Günümüze Gelen Tedavi Yöntemleri
İbn-i Sina, çeşitli tedavi yöntemlerini eserlerinde anlatmış bir bilim insanıdır. Bu tedavilerin ortak özelliği, fiziksel ve ruhsal dengenin yeniden sağlanması üzerinedir. Her tedavi, kişiye özel olarak uygulanır. Genel olarak İbn-i Sina geleneksel tıbbı şunları içermektedir:
Beslenme Tedavisi
İbn-i Sina, insanların 8 yoldan beslendiğini belirtmiştir. Bunlar yedikleri, kokladıkları, duydukları, gördükleri, düşündükleri, dokundukları, cinsel yaşamı ve sosyal çevresidir. Doktorunuz, bütün bu beslenme alışkanlıklarınızı ayrı ayrı sorgular ve gereken düzenlemeleri yaparak, sizin fiziksel ve ruhsal dengenizin yeniden sağlanmasını sağlar.

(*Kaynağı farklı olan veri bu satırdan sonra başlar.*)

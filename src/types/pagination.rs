//! Pagination types for list endpoints.

use serde::{Deserialize, Serialize};
use utoipa::{IntoParams, ToSchema};

use crate::config::{DEFAULT_PAGE_NUMBER, DEFAULT_PAGE_SIZE, MAX_PAGE_SIZE};
use crate::domain::CoolingResponse;

/// Pagination query parameters
#[derive(Debug, Clone, PartialEq, Deserialize, IntoParams)]
#[into_params(parameter_in = Query)]
pub struct PaginationParams {
    /// Page number, starting at 1
    #[serde(default = "default_page")]
    pub page: u64,
    /// Items per page, capped at 100
    #[serde(default = "default_per_page")]
    pub per_page: u64,
}

fn default_page() -> u64 {
    DEFAULT_PAGE_NUMBER
}

fn default_per_page() -> u64 {
    DEFAULT_PAGE_SIZE
}

impl PaginationParams {
    pub fn new(page: u64, per_page: u64) -> Self {
        Self { page, per_page }
    }

    /// Page size, at least 1 and at most MAX_PAGE_SIZE
    pub fn limit(&self) -> u64 {
        self.per_page.clamp(1, MAX_PAGE_SIZE)
    }
}

impl Default for PaginationParams {
    fn default() -> Self {
        Self {
            page: DEFAULT_PAGE_NUMBER,
            per_page: DEFAULT_PAGE_SIZE,
        }
    }
}

/// Paginated response wrapper
#[derive(Debug, Serialize, ToSchema)]
#[aliases(CoolingPage = Paginated<CoolingResponse>)]
pub struct Paginated<T> {
    pub data: Vec<T>,
    pub meta: PaginationMeta,
}

/// Pagination metadata
#[derive(Debug, Clone, PartialEq, Serialize, ToSchema)]
pub struct PaginationMeta {
    pub page: u64,
    pub per_page: u64,
    pub total: u64,
    pub total_pages: u64,
}

impl<T> Paginated<T> {
    pub fn new(data: Vec<T>, page: u64, per_page: u64, total: u64) -> Self {
        let total_pages = if per_page > 0 {
            total.div_ceil(per_page)
        } else {
            0
        };

        Self {
            data,
            meta: PaginationMeta {
                page,
                per_page,
                total,
                total_pages,
            },
        }
    }

    /// Convert every item, keeping the metadata
    pub fn map<U>(self, f: impl FnMut(T) -> U) -> Paginated<U> {
        Paginated {
            data: self.data.into_iter().map(f).collect(),
            meta: self.meta,
        }
    }
}
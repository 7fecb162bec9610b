//! User repository implementation.

use async_trait::async_trait;
use chrono::{DateTime, Utc};
use sea_orm::sea_query::Expr;
use sea_orm::{
    ActiveModelTrait, ColumnTrait, DatabaseConnection, DbErr, EntityTrait, QueryFilter,
    QueryOrder, Set, SqlErr,
};
use uuid::Uuid;

use super::entities::user::{self, ActiveModel, Entity as UserEntity};
use crate::domain::{User, UserDraft};
use crate::errors::{AppError, AppResult};

#[cfg(any(test, feature = "test-utils"))]
use mockall::automock;

/// User repository trait for dependency injection.
#[cfg_attr(any(test, feature = "test-utils"), automock)]
#[async_trait]
pub trait UserRepository: Send + Sync {
    async fn find_by_id(&self, id: Uuid) -> AppResult<Option<User>>;

    /// Lookup by normalized email
    async fn find_by_email(&self, email: &str) -> AppResult<Option<User>>;

    /// Insert a new account; a taken email is a conflict
    async fn create(&self, draft: UserDraft) -> AppResult<User>;

    /// Update the name fields that are present
    async fn update_profile(
        &self,
        id: Uuid,
        first_name: Option<String>,
        last_name: Option<String>,
    ) -> AppResult<User>;

    async fn set_password_hash(&self, id: Uuid, password_hash: String) -> AppResult<()>;

    async fn record_login(&self, id: Uuid, at: DateTime<Utc>) -> AppResult<()>;

    /// Hard delete; cooling records fall back to no owner
    async fn delete(&self, id: Uuid) -> AppResult<()>;

    /// All users, oldest first
    async fn list(&self) -> AppResult<Vec<User>>;
}

/// Concrete implementation of UserRepository
pub struct UserStore {
    db: DatabaseConnection,
}

impl UserStore {
    pub fn new(db: DatabaseConnection) -> Self {
        Self { db }
    }

    async fn find_model(&self, id: Uuid) -> AppResult<user::Model> {
        UserEntity::find_by_id(id)
            .one(&self.db)
            .await?
            .ok_or(AppError::NotFound)
    }
}

fn map_insert_error(err: DbErr) -> AppError {
    match err.sql_err() {
        Some(SqlErr::UniqueConstraintViolation(_)) => AppError::conflict("User with this email"),
        _ => AppError::from(err),
    }
}

#[async_trait]
impl UserRepository for UserStore {
    async fn find_by_id(&self, id: Uuid) -> AppResult<Option<User>> {
        let result = UserEntity::find_by_id(id).one(&self.db).await?;
        Ok(result.map(User::from))
    }

    async fn find_by_email(&self, email: &str) -> AppResult<Option<User>> {
        let result = UserEntity::find()
            .filter(user::Column::Email.eq(email))
            .one(&self.db)
            .await?;

        Ok(result.map(User::from))
    }

    async fn create(&self, draft: UserDraft) -> AppResult<User> {
        let active_model = ActiveModel {
            id: Set(Uuid::new_v4()),
            email: Set(draft.email),
            password_hash: Set(draft.password_hash),
            first_name: Set(draft.first_name),
            last_name: Set(draft.last_name),
            is_staff: Set(draft.is_staff),
            is_superuser: Set(draft.is_superuser),
            is_active: Set(true),
            date_joined: Set(Utc::now()),
            last_login: Set(None),
        };

        let model = active_model
            .insert(&self.db)
            .await
            .map_err(map_insert_error)?;
        Ok(User::from(model))
    }

    async fn update_profile(
        &self,
        id: Uuid,
        first_name: Option<String>,
        last_name: Option<String>,
    ) -> AppResult<User> {
        let mut active: ActiveModel = self.find_model(id).await?.into();

        if let Some(first_name) = first_name {
            active.first_name = Set(first_name);
        }
        if let Some(last_name) = last_name {
            active.last_name = Set(last_name);
        }

        let model = active.update(&self.db).await?;
        Ok(User::from(model))
    }

    async fn set_password_hash(&self, id: Uuid, password_hash: String) -> AppResult<()> {
        let mut active: ActiveModel = self.find_model(id).await?.into();
        active.password_hash = Set(password_hash);
        active.update(&self.db).await?;
        Ok(())
    }

    async fn record_login(&self, id: Uuid, at: DateTime<Utc>) -> AppResult<()> {
        let result = UserEntity::update_many()
            .col_expr(user::Column::LastLogin, Expr::value(at))
            .filter(user::Column::Id.eq(id))
            .exec(&self.db)
            .await?;

        if result.rows_affected == 0 {
            return Err(AppError::NotFound);
        }
        Ok(())
    }

    async fn delete(&self, id: Uuid) -> AppResult<()> {
        let result = UserEntity::delete_by_id(id).exec(&self.db).await?;

        if result.rows_affected == 0 {
            return Err(AppError::NotFound);
        }

        Ok(())
    }

    async fn list(&self) -> AppResult<Vec<User>> {
        let models = UserEntity::find()
            .order_by_asc(user::Column::DateJoined)
            .all(&self.db)
            .await?;

        Ok(models.into_iter().map(User::from).collect())
    }
}
//! Migration: Create the users table.

use sea_orm_migration::prelude::*;

#[derive(DeriveMigrationName)]
pub struct Migration;

#[async_trait::async_trait]
impl MigrationTrait for Migration {
    async fn up(&self, manager: &SchemaManager) -> Result<(), DbErr> {
        manager
            .create_table(
                Table::create()
                    .table(Users::Table)
                    .if_not_exists()
                    .col(ColumnDef::new(Users::Id).uuid().not_null().primary_key())
                    .col(
                        ColumnDef::new(Users::Email)
                            .string_len(254)
                            .not_null()
                            .unique_key(),
                    )
                    .col(ColumnDef::new(Users::PasswordHash).string().not_null())
                    .col(
                        ColumnDef::new(Users::FirstName)
                            .string_len(150)
                            .not_null()
                            .default(""),
                    )
                    .col(
                        ColumnDef::new(Users::LastName)
                            .string_len(150)
                            .not_null()
                            .default(""),
                    )
                    .col(
                        ColumnDef::new(Users::IsStaff)
                            .boolean()
                            .not_null()
                            .default(false),
                    )
                    .col(
                        ColumnDef::new(Users::IsSuperuser)
                            .boolean()
                            .not_null()
                            .default(false),
                    )
                    .col(
                        ColumnDef::new(Users::IsActive)
                            .boolean()
                            .not_null()
                            .default(true),
                    )
                    .col(
                        ColumnDef::new(Users::DateJoined)
                            .timestamp_with_time_zone()
                            .not_null()
                            .default(Expr::current_timestamp()),
                    )
                    .col(
                        ColumnDef::new(Users::LastLogin)
                            .timestamp_with_time_zone()
                            .null(),
                    )
                    .to_owned(),
            )
            .await
    }

    async fn down(&self, manager: &SchemaManager) -> Result<(), DbErr> {
        manager
            .drop_table(Table::drop().table(Users::Table).to_owned())
            .await
    }
}

#[derive(Iden)]
enum Users {
    Table,
    Id,
    Email,
    PasswordHash,
    FirstName,
    LastName,
    IsStaff,
    IsSuperuser,
    IsActive,
    DateJoined,
    LastLogin,
}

Hacamat Tedavisi (Kupa Tedavisi)
Geleneksel tıp teknikleri arasında en meşhur olan hacamat tedavisi, alternatif tıbbın önemli bir üyesidir. Vücudun ağır metallerden temizlenmesi ve kirli kanın atılması, bu tedavi yönteminin temelini oluşturmaktadır. Her ne kadar günümüz tıp teknolojileri çok gelişmiş olsa da, geleneksel tıbba olan ilgi ve modern tıpla birleştirilmesi giderek daha fazla önem kazanmaktadır.
Kupa tedavisi olarak da bilinen hacamat, binlerce yıldır kullanılan bir tedavi yöntemidir. Halk dilinde bardak çekme olarak da bilinir. Farklı büyüklüklerde kupaların kullanıldığı bu tedavi yönteminde, bölgedeki kan akışı seviyesi artırılır ve dokulara giden kan ve oksijen miktarının artması sağlanır. Bu da lenflerin toksinleri ve karbondioksitleri daha hızlı atmasını sağlar.
Sülük Tedavisi
Yapılan bilimsel çalışmalarla faydalarının ortaya konmasıyla beraber, giderek daha fazla yaygınlaşan sülük tedavisi, genellikle 5 ile 7 arasında değişen seanslarla uygulanmaktadır. Sülük, hem baş hem de kuyruk tarafında kan emebilen vantuzlar bulundurur. Kendi vücut ağırlığının 8 katına kadar kan emebilme yeteneğine sahiptir. Sülüklerin kan emmesiyle, vücuda yeni kan üretme emri verilir. Sülük tedavisi aynı zamanda bir akupunktur etkisi de oluşturur.
İbn-i Sina geleneksel tedavi yöntemleri adı altında uygulanan bir tedavi olan sülük tedavisinin en büyük faydası ise, sülüğün kan emme esnasında vücuda verdiği bioaktif maddelerdir. Bilimsel çalışmalar, bu maddelerin kan sulandırıcı, damar genişletici, ağrı kesici, kas gevşetici ve hatta hasara uğramış sinirleri geriye dönük olarak tedavi etme gibi özelliklerinin olduğunu ortaya koymaktadır.